Exercise goal
Could you copy, exactly as written, every line from the first line of the records through the one containing "pub enum EditorError"?

(Saved entries)

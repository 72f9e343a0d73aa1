//! Editor layer errors
//!
//! Bốn loại lỗi mà actor có thể sửa rồi thử lại: validation, guard,
//! store và restricted query.

use crate::schema::EditMode;
use thiserror::Error;
use wms_core::CoreError;
use wms_persistence::PersistenceError;

/// Input vi phạm rule cục bộ. Không có thay đổi state nào.
#[derive(Debug, Error, Clone, PartialEq)]
pub enum ValidationError {
    #[error("{field} is required.")]
    Required { field: &'static str },

    #[error("{field} must be greater than zero.")]
    NotPositive { field: &'static str },

    #[error("{field} cannot be negative.")]
    Negative { field: &'static str },

    #[error("Passwords do not match.")]
    PasswordMismatch,

    #[error("{field} already exists: {value}")]
    Duplicate { field: &'static str, value: String },

    #[error("Unknown {field}: {value}")]
    UnknownReference { field: &'static str, value: String },

    #[error("Please select an item.")]
    ItemNotSelected,

    #[error("Please enter both username and password")]
    MissingCredentials,

    #[error("Invalid username or password")]
    InvalidCredentials,

    #[error("Please enter a valid SQL query.")]
    EmptyQuery,

    #[error("Please enter an order number to search.")]
    EmptyOrderNumber,

    #[error("Order number not found.")]
    OrderNotFound { order_number: String },

    #[error("Invalid order ID.")]
    InvalidOrderId { id: i64 },

    #[error("No order is loaded.")]
    NoParentOrder,

    #[error("{0}")]
    InvalidValue(#[from] CoreError),
}

/// Mutation vi phạm invariant giữa các entities
#[derive(Debug, Error, Clone, PartialEq, Eq)]
pub enum GuardError {
    #[error("This item cannot be deleted because it is used in {count} order lines.")]
    ItemInUse { code: String, count: i64 },

    #[error("This order cannot be deleted because it has {count} order lines.")]
    OrderHasLines { order_number: String, count: i64 },

    #[error("Cannot delete the last user in the system.")]
    LastUser,

    #[error("Cannot delete the admin user.")]
    ProtectedAdmin,
}

/// Editor operation errors
#[derive(Debug, Error)]
pub enum EditorError {
    // === Actor errors ===
    #[error(transparent)]
    Validation(#[from] ValidationError),

    #[error(transparent)]
    Guard(#[from] GuardError),

    #[error("Please select {} {entity} to {action}.", article(.entity))]
    SelectionRequired {
        entity: &'static str,
        action: &'static str,
    },

    #[error("Cannot {action} while {state}")]
    InvalidState {
        action: &'static str,
        state: EditMode,
    },

    #[error("Row {index} out of range ({count} rows)")]
    RowOutOfRange { index: usize, count: usize },

    #[error("Please log in first")]
    NotLoggedIn,

    // === Store errors ===
    #[error(transparent)]
    Store(#[from] PersistenceError),

    #[error("Failed to save row {row}: {source}")]
    Submit {
        row: usize,
        #[source]
        source: PersistenceError,
    },
}

/// Result type alias cho editor operations
pub type EditorResult<T> = Result<T, EditorError>;

fn article(entity: &str) -> &'static str {
    match entity.chars().next() {
        Some('a' | 'e' | 'i' | 'o' | 'u') => "an",
        _ => "a",
    }
}

impl From<CoreError> for EditorError {
    fn from(err: CoreError) -> Self {
        Self::Validation(ValidationError::InvalidValue(err))
    }
}

impl EditorError {
    /// Tạo SelectionRequired error
    pub fn selection_required(entity: &'static str, action: &'static str) -> Self {
        Self::SelectionRequired { entity, action }
    }

    /// Lỗi input của actor (validation hoặc thiếu selection)
    pub fn is_validation(&self) -> bool {
        matches!(
            self,
            Self::Validation(_)
                | Self::SelectionRequired { .. }
                | Self::InvalidState { .. }
                | Self::RowOutOfRange { .. }
        )
    }

    /// Mutation bị guard từ chối
    pub fn is_guard(&self) -> bool {
        matches!(self, Self::Guard(_))
    }

    /// Store từ chối operation
    pub fn is_store(&self) -> bool {
        match self {
            Self::Store(e) => !e.is_restricted(),
            Self::Submit { .. } => true,
            _ => false,
        }
    }

    /// Query ad-hoc không phải read-only
    pub fn is_restricted(&self) -> bool {
        matches!(self, Self::Store(e) if e.is_restricted())
    }

    /// ValidationError nếu có
    pub fn validation(&self) -> Option<&ValidationError> {
        match self {
            Self::Validation(e) => Some(e),
            _ => None,
        }
    }

    /// GuardError nếu có
    pub fn guard(&self) -> Option<&GuardError> {
        match self {
            Self::Guard(e) => Some(e),
            _ => None,
        }
    }
}

#[cfg(test)]
mod tests {
    use super::*;

    #[test]
    fn test_messages() {
        let err = GuardError::ItemInUse {
            code: "IT001".to_string(),
            count: 1,
        };
        assert_eq!(
            err.to_string(),
            "This item cannot be deleted because it is used in 1 order lines."
        );

        let err = EditorError::selection_required("item", "edit");
        assert_eq!(err.to_string(), "Please select an item to edit.");
        let err = EditorError::selection_required("user", "delete");
        assert_eq!(err.to_string(), "Please select a user to delete.");

        let err: EditorError = ValidationError::NotPositive { field: "Quantity" }.into();
        assert_eq!(err.to_string(), "Quantity must be greater than zero.");
    }

    #[test]
    fn test_classifiers() {
        let err: EditorError = GuardError::LastUser.into();
        assert!(err.is_guard());
        assert!(!err.is_validation());

        let err: EditorError = PersistenceError::ReadOnlyViolation.into();
        assert!(err.is_restricted());
        assert!(!err.is_store());

        let err = EditorError::Submit {
            row: 0,
            source: PersistenceError::not_found("Item", 9),
        };
        assert!(err.is_store());

        let err: EditorError = CoreError::UnknownOrderType("in".to_string()).into();
        assert!(err.is_validation());
    }
}
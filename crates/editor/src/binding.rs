//! Form binding
//!
//! Giữ giá trị đang nhập của một record, tách khỏi model. Chỉ `commit`
//! mới ghi các giá trị này vào model.

use crate::error::{EditorError, EditorResult, ValidationError};
use crate::model::RecordModel;
use std::collections::{BTreeMap, HashMap};
use wms_core::{CoreError, FieldName, Item, Record, Value};
use wms_persistence::Table;

/// Một lựa chọn của relation
#[derive(Debug, Clone, PartialEq, Eq)]
pub struct RelationEntry {
    pub key: i64,
    pub code: String,
    pub label: String,
}

/// Quan hệ key ↔ label cho field tham chiếu (vd. item_id ↔ "IT001 - Laptop")
#[derive(Debug, Clone, Default, PartialEq, Eq)]
pub struct Relation {
    name: &'static str,
    entries: Vec<RelationEntry>,
}

impl Relation {
    pub fn new(name: &'static str, entries: Vec<RelationEntry>) -> Self {
        Self { name, entries }
    }

    /// Relation tới bảng items
    pub fn items(items: &[Item]) -> Self {
        let entries = items
            .iter()
            .filter_map(|item| {
                item.id.map(|key| RelationEntry {
                    key,
                    code: item.code.clone(),
                    label: item.label(),
                })
            })
            .collect();
        Self::new("item", entries)
    }

    pub fn name(&self) -> &'static str {
        self.name
    }

    pub fn entries(&self) -> &[RelationEntry] {
        &self.entries
    }

    /// Label của key
    pub fn label_of(&self, key: i64) -> Option<&str> {
        self.entries
            .iter()
            .find(|e| e.key == key)
            .map(|e| e.label.as_str())
    }

    /// Key từ giá trị nhập: key, label hoặc code
    pub fn resolve(&self, value: &Value) -> Option<i64> {
        if let Value::Text(text) = value {
            let text = text.trim();
            if let Some(entry) = self
                .entries
                .iter()
                .find(|e| e.label == text || e.code.eq_ignore_ascii_case(text))
            {
                return Some(entry.key);
            }
        }

        let key = value.as_i64()?;
        self.entries.iter().any(|e| e.key == key).then_some(key)
    }

    /// Lọc theo chuỗi con của label, không phân biệt hoa thường
    pub fn search(&self, query: &str) -> Vec<&RelationEntry> {
        let query = query.trim().to_lowercase();
        self.entries
            .iter()
            .filter(|e| query.is_empty() || e.label.to_lowercase().contains(&query))
            .collect()
    }
}

/// Form bind vào một row của `RecordModel`
#[derive(Debug, Clone)]
pub struct FormBinding<R: Record> {
    fields: Vec<R::Field>,
    relations: HashMap<R::Field, Relation>,
    values: BTreeMap<R::Field, Value>,
    current_row: Option<usize>,
    bound: bool,
}

impl<R: Record> FormBinding<R> {
    pub fn new(fields: &[R::Field]) -> Self {
        let mut form = Self {
            fields: fields.to_vec(),
            relations: HashMap::new(),
            values: BTreeMap::new(),
            current_row: None,
            bound: false,
        };
        form.clear();
        form
    }

    /// Gắn relation cho field
    pub fn set_relation(&mut self, field: R::Field, relation: Relation) {
        self.relations.insert(field, relation);
    }

    pub fn relation(&self, field: R::Field) -> Option<&Relation> {
        self.relations.get(&field)
    }

    pub fn fields(&self) -> &[R::Field] {
        &self.fields
    }

    pub fn is_bound(&self) -> bool {
        self.bound
    }

    pub fn current_row(&self) -> Option<usize> {
        self.current_row
    }

    /// Giá trị đang nhập
    pub fn value(&self, field: R::Field) -> Value {
        self.values.get(&field).cloned().unwrap_or_default()
    }

    /// Ghi giá trị vào form (chưa vào model).
    ///
    /// Field có relation nhận key, label hoặc code và luôn lưu key.
    pub fn set_value(&mut self, field: R::Field, value: Value) -> EditorResult<()> {
        if field.is_key() || !self.fields.contains(&field) {
            return Err(CoreError::ReadOnlyField {
                entity: R::ENTITY,
                field: field.column(),
            }
            .into());
        }

        let value = match self.relations.get(&field) {
            Some(relation) => match relation.resolve(&value) {
                Some(key) => Value::Integer(key),
                None => {
                    return Err(ValidationError::UnknownReference {
                        field: field.label(),
                        value: value.to_string(),
                    }
                    .into())
                }
            },
            None => value,
        };

        self.values.insert(field, value);
        Ok(())
    }

    /// Text hiển thị; field có relation hiển thị label
    pub fn display(&self, field: R::Field) -> String {
        let value = self.value(field);
        self.relations
            .get(&field)
            .and_then(|relation| value.as_i64().and_then(|key| relation.label_of(key)))
            .map(str::to_string)
            .unwrap_or_else(|| value.to_string())
    }

    /// Form trống: giá trị mặc định, relation fields chưa chọn
    pub fn clear(&mut self) {
        let blank = R::default();
        self.values = self
            .fields
            .iter()
            .map(|f| {
                let value = if self.relations.contains_key(f) {
                    Value::Null
                } else {
                    blank.get(*f)
                };
                (*f, value)
            })
            .collect();
    }

    /// Dựng record từ `base` + giá trị form; Null được bỏ qua
    pub fn to_record(&self, base: &R) -> EditorResult<R> {
        let mut record = base.clone();
        for field in &self.fields {
            match self.values.get(field) {
                Some(Value::Null) | None => {}
                Some(value) => record.set(*field, value.clone())?,
            }
        }
        Ok(record)
    }

    fn load_from(&mut self, record: &R) {
        self.values = self.fields.iter().map(|f| (*f, record.get(*f))).collect();
    }
}

impl<R: Table> FormBinding<R> {
    /// Bind vào model, đồng bộ row hiện tại nếu có
    pub fn bind(&mut self, model: &RecordModel<R>) {
        self.bound = true;
        match self.current_row.and_then(|i| model.row(i)) {
            Some(record) => {
                let record = record.clone();
                self.load_from(&record);
            }
            None => {
                self.current_row = None;
                self.clear();
            }
        }
    }

    pub fn unbind(&mut self) {
        self.bound = false;
        self.current_row = None;
        self.clear();
    }

    /// Chuyển form sang row `index`, bỏ các giá trị chưa commit
    pub fn set_current_row(&mut self, model: &RecordModel<R>, index: usize) -> EditorResult<()> {
        let record = model.row(index).ok_or(EditorError::RowOutOfRange {
            index,
            count: model.row_count(),
        })?;
        self.load_from(record);
        self.current_row = Some(index);
        self.bound = true;
        Ok(())
    }

    /// Ghi giá trị form vào row hiện tại của model (overlay)
    pub fn commit(&self, model: &mut RecordModel<R>) -> EditorResult<()> {
        let index = self
            .current_row
            .ok_or_else(|| EditorError::selection_required(R::ENTITY, "commit"))?;
        let base = model.row(index).ok_or(EditorError::RowOutOfRange {
            index,
            count: model.row_count(),
        })?;
        let record = self.to_record(base)?;
        model.set_row(index, record)
    }
}

#[cfg(test)]
mod tests {
    use super::*;
    use crate::model::RowStatus;
    use rust_decimal_macros::dec;
    use wms_core::{ItemField, OrderLine, OrderLineField};
    use wms_persistence::Database;

    const ITEM_FIELDS: &[ItemField] = &[
        ItemField::Code,
        ItemField::Description,
        ItemField::Quantity,
        ItemField::Price,
    ];

    #[test]
    fn test_edits_stay_in_form_until_commit() {
        let db = Database::open_in_memory().unwrap();
        let mut model = RecordModel::<Item>::default();
        model.load(&db).unwrap();

        let mut form = FormBinding::new(ITEM_FIELDS);
        form.set_current_row(&model, 0).unwrap();
        assert_eq!(form.value(ItemField::Code), Value::from("IT001"));

        form.set_value(ItemField::Price, Value::from("1100.50")).unwrap();
        assert_eq!(model.row(0).unwrap().price, dec!(1200.00));
        assert_eq!(model.status(0), Some(RowStatus::Clean));

        form.commit(&mut model).unwrap();
        assert_eq!(model.row(0).unwrap().price, dec!(1100.50));
        assert_eq!(model.status(0), Some(RowStatus::Updated));
    }

    #[test]
    fn test_switching_row_discards_uncommitted() {
        let db = Database::open_in_memory().unwrap();
        let mut model = RecordModel::<Item>::default();
        model.load(&db).unwrap();

        let mut form = FormBinding::new(ITEM_FIELDS);
        form.bind(&model);
        form.set_current_row(&model, 0).unwrap();
        form.set_value(ItemField::Description, Value::from("Notebook")).unwrap();
        form.set_current_row(&model, 0).unwrap();
        assert_eq!(form.value(ItemField::Description), Value::from("Laptop"));

        form.unbind();
        assert!(!form.is_bound());
        assert!(form.commit(&mut model).is_err());
    }

    #[test]
    fn test_key_field_is_read_only() {
        let mut form = FormBinding::<Item>::new(ITEM_FIELDS);
        let err = form.set_value(ItemField::Id, Value::Integer(5)).unwrap_err();
        assert!(err.is_validation());
    }

    #[test]
    fn test_invalid_value_is_validation_error() {
        let form = {
            let mut form = FormBinding::<Item>::new(ITEM_FIELDS);
            form.set_value(ItemField::Quantity, Value::from("ten")).unwrap();
            form
        };
        let err = form.to_record(&Item::default()).unwrap_err();
        assert!(err.is_validation());
    }

    #[test]
    fn test_relation_resolves_label_and_code() {
        let db = Database::open_in_memory().unwrap();
        let items = db.load::<Item>(&()).unwrap();

        let mut form =
            FormBinding::<OrderLine>::new(&[OrderLineField::ItemId, OrderLineField::Quantity]);
        form.set_relation(OrderLineField::ItemId, Relation::items(&items));
        assert_eq!(form.value(OrderLineField::ItemId), Value::Null);

        form.set_value(OrderLineField::ItemId, Value::from("IT002 - Mouse")).unwrap();
        assert_eq!(form.value(OrderLineField::ItemId), Value::Integer(2));
        assert_eq!(form.display(OrderLineField::ItemId), "IT002 - Mouse");

        form.set_value(OrderLineField::ItemId, Value::from("it003")).unwrap();
        assert_eq!(form.value(OrderLineField::ItemId), Value::Integer(3));

        form.set_value(OrderLineField::ItemId, Value::Integer(1)).unwrap();
        assert_eq!(form.display(OrderLineField::ItemId), "IT001 - Laptop");

        let err = form
            .set_value(OrderLineField::ItemId, Value::from("IT999 - Nothing"))
            .unwrap_err();
        assert!(matches!(
            err.validation(),
            Some(ValidationError::UnknownReference { .. })
        ));
        // Giá trị cũ giữ nguyên
        assert_eq!(form.value(OrderLineField::ItemId), Value::Integer(1));
    }

    #[test]
    fn test_relation_search() {
        let items = vec![
            Item {
                id: Some(1),
                ..Item::new("IT001", "Laptop", 1, dec!(1))
            },
            Item {
                id: Some(2),
                ..Item::new("IT002", "Mouse", 1, dec!(1))
            },
        ];
        let relation = Relation::items(&items);
        assert_eq!(relation.search("mou").len(), 1);
        assert_eq!(relation.search("").len(), 2);
        assert_eq!(relation.search("it00").len(), 2);
    }
}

Solution to the exercise
repository 72f9e343a0d73aa1
//! Editor layer errors
//!
//! Bốn loại lỗi mà actor có thể sửa rồi thử lại: validation, guard,
//! store và restricted query.

use crate::schema::EditMode;
use thiserror::Error;
use wms_core::CoreError;
use wms_persistence::PersistenceError;

/// Input vi phạm rule cục bộ. Không có thay đổi state nào.
#[derive(Debug, Error, Clone, PartialEq)]
pub enum ValidationError {
    #[error("{field} is required.")]
    Required { field: &'static str },

    #[error("{field} must be greater than zero.")]
    NotPositive { field: &'static str },

    #[error("{field} cannot be negative.")]
    Negative { field: &'static str },

    #[error("Passwords do not match.")]
    PasswordMismatch,

    #[error("{field} already exists: {value}")]
    Duplicate { field: &'static str, value: String },

    #[error("Unknown {field}: {value}")]
    UnknownReference { field: &'static str, value: String },

    #[error("Please select an item.")]
    ItemNotSelected,

    #[error("Please enter both username and password")]
    MissingCredentials,

    #[error("Invalid username or password")]
    InvalidCredentials,

    #[error("Please enter a valid SQL query.")]
    EmptyQuery,

    #[error("Please enter an order number to search.")]
    EmptyOrderNumber,

    #[error("Order number not found.")]
    OrderNotFound { order_number: String },

    #[error("Invalid order ID.")]
    InvalidOrderId { id: i64 },

    #[error("No order is loaded.")]
    NoParentOrder,

    #[error("{0}")]
    InvalidValue(#[from] CoreError),
}

/// Mutation vi phạm invariant giữa các entities
#[derive(Debug, Error, Clone, PartialEq, Eq)]
pub enum GuardError {
    #[error("This item cannot be deleted because it is used in {count} order lines.")]
    ItemInUse { code: String, count: i64 },

    #[error("This order cannot be deleted because it has {count} order lines.")]
    OrderHasLines { order_number: String, count: i64 },

    #[error("Cannot delete the last user in the system.")]
    LastUser,

    #[error("Cannot delete the admin user.")]
    ProtectedAdmin,
}

/// Editor operation errors
#[derive(Debug, Error)]
pub enum EditorError {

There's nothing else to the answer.